Początkowe stężenie enzymu - (Mierzone w Mol na metr sześcienny) - Początkowe stężenie enzymu definiuje się jako stężenie enzymu na początku reakcji.
Stężenie podłoża - (Mierzone w Mol na metr sześcienny) - Stężenie substratu to liczba moli substratu na litr roztworu.
Stężenie kompleksu substratów enzymatycznych - (Mierzone w Mol na metr sześcienny) - Enzyme Substrate Complex Concentration (Stężenie kompleksu substratu enzymatycznego) definiuje się jako stężenie związku pośredniego powstałego w wyniku reakcji enzymu i substratu.
Michaelis Constant - (Mierzone w Mol na metr sześcienny) - Stała Michaelisa jest liczbowo równa stężeniu substratu, przy którym szybkość reakcji jest równa połowie maksymalnej szybkości układu.
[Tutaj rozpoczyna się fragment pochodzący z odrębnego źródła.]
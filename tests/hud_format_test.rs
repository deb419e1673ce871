//! Unit tests for HUD time formatting and the display sink.

use timetrial::config::{GameConfig, TimeFormat};
use timetrial::hud::{format_time, HudView};
use timetrial::race::events::{RaceEvent, TimerEvent};
use timetrial::race::flow::RaceState;
use tokio::sync::broadcast;

#[test]
fn test_non_finite_times_render_as_placeholder() {
    for format in [
        TimeFormat::Seconds,
        TimeFormat::MinutesSeconds,
        TimeFormat::MinutesSecondsMillis,
    ] {
        assert_eq!(format_time(f32::NAN, format, 2), "--:--");
        assert_eq!(format_time(f32::INFINITY, format, 2), "--:--");
    }
}

#[test]
fn test_negative_times_clamp_to_zero() {
    assert_eq!(
        format_time(-5.0, TimeFormat::MinutesSecondsMillis, 2),
        "0:00.00"
    );
}

#[test]
fn test_formats() {
    let t = 83.456;

    assert_eq!(format_time(t, TimeFormat::Seconds, 2), "83.45");
    assert_eq!(format_time(t, TimeFormat::MinutesSeconds, 2), "1:23");
    assert_eq!(format_time(t, TimeFormat::MinutesSecondsMillis, 2), "1:23.45");
    assert_eq!(format_time(t, TimeFormat::MinutesSecondsMillis, 1), "1:23.4");
    assert_eq!(
        format_time(t, TimeFormat::MinutesSecondsMillis, 3),
        "1:23.456"
    );
}

#[test]
fn test_fraction_is_truncated_and_clamped() {
    // 59.999 must not roll over to 1:00.
    assert_eq!(
        format_time(59.999, TimeFormat::MinutesSecondsMillis, 2),
        "0:59.99"
    );
}

#[test]
fn test_hud_view_tracks_events() {
    let (race_tx, race_rx) = broadcast::channel(16);
    let (timer_tx, timer_rx) = broadcast::channel(16);

    let config = GameConfig::default();
    let mut hud = HudView::new(&config, race_rx, timer_rx, f32::INFINITY);

    // No record yet: best time shows the placeholder.
    assert_eq!(hud.time_text(), "0:00.00");
    assert_eq!(hud.best_time_text(), "--:--");
    assert_eq!(hud.countdown_text(), "");

    race_tx
        .send(RaceEvent::CountdownChanged { seconds: 3 })
        .unwrap();
    timer_tx
        .send(TimerEvent::TimeChanged {
            elapsed_seconds: 0.0,
        })
        .unwrap();
    hud.poll();
    assert_eq!(hud.countdown_text(), "3");

    race_tx
        .send(RaceEvent::CountdownChanged { seconds: 0 })
        .unwrap();
    race_tx
        .send(RaceEvent::StateChanged(RaceState::Racing))
        .unwrap();
    timer_tx
        .send(TimerEvent::TimeChanged {
            elapsed_seconds: 12.5,
        })
        .unwrap();
    hud.poll();
    assert_eq!(hud.countdown_text(), "");
    assert_eq!(hud.time_text(), "0:12.50");

    race_tx
        .send(RaceEvent::Finished {
            final_time_seconds: 12.5,
            new_record: true,
        })
        .unwrap();
    hud.poll();
    assert_eq!(hud.best_time_text(), "0:12.50");
}

#[test]
fn test_hud_view_keeps_best_time_when_not_a_record() {
    let (race_tx, race_rx) = broadcast::channel(16);
    let (_timer_tx, timer_rx) = broadcast::channel(16);

    let config = GameConfig::default();
    let mut hud = HudView::new(&config, race_rx, timer_rx, 10.0);

    assert_eq!(hud.best_time_text(), "0:10.00");

    race_tx
        .send(RaceEvent::Finished {
            final_time_seconds: 12.0,
            new_record: false,
        })
        .unwrap();
    hud.poll();

    assert_eq!(hud.best_time_text(), "0:10.00");
}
KROK 1: Zamień wejście (a) na jednostkę bazową

Stężenie inhibitora: 9 mole/litr --> 9000 Mol na metr sześcienny (Sprawdź konwersję tutaj)
Początkowe stężenie enzymu: 100 mole/litr --> 100000 Mol na metr sześcienny (Sprawdź konwersję tutaj)
Stężenie podłoża: 1.5 mole/litr --> 1500 Mol na metr sześcienny (Sprawdź konwersję tutaj)
Stężenie kompleksu substratów enzymatycznych: 10 mole/litr --> 10000 Mol na metr sześcienny (Sprawdź konwersję tutaj)
Michaelis Constant: 3 mole/litr --> 3000 Mol na metr sześcienny (Sprawdź konwersję tutaj)

KROK 2: Oceń formułę

Zastępowanie wartości wejściowych we wzorze

K_i = I/((((([E₀]*S)/ES)-S)/K_M)-1) --> 9000/(((((100000*1500)/10000)-1500)/3000)-1)

Ocenianie ... ...

K_i = 2571.42857142857

KROK 3: Konwertuj wynik na jednostkę wyjścia

2571.42857142857 Mol na metr sześcienny -->2.57142857142857 mole/litr (Sprawdź konwersję tutaj)

OSTATNIA ODPOWIEDŹ

2.57142857142857 ≈ 2.571429 mole/litr <-- Stała dysocjacji inhibitora enzymu

(Obliczenie zakończone za 00.004 sekund)

Jesteś tutaj -

Dom » Chemia » Kinetyka chemiczna » Kinetyka enzymów » Inhibitor niekonkurencyjny » Stała dysocjacji podana Stężenie kompleksu substratu enzymatycznego

Kredyty

Stworzone przez Prashant Singh

KJ Somaiya College of science (KJ Somaiya), Bombaj

Prashant Singh utworzył ten kalkulator i 700+ więcej kalkulatorów!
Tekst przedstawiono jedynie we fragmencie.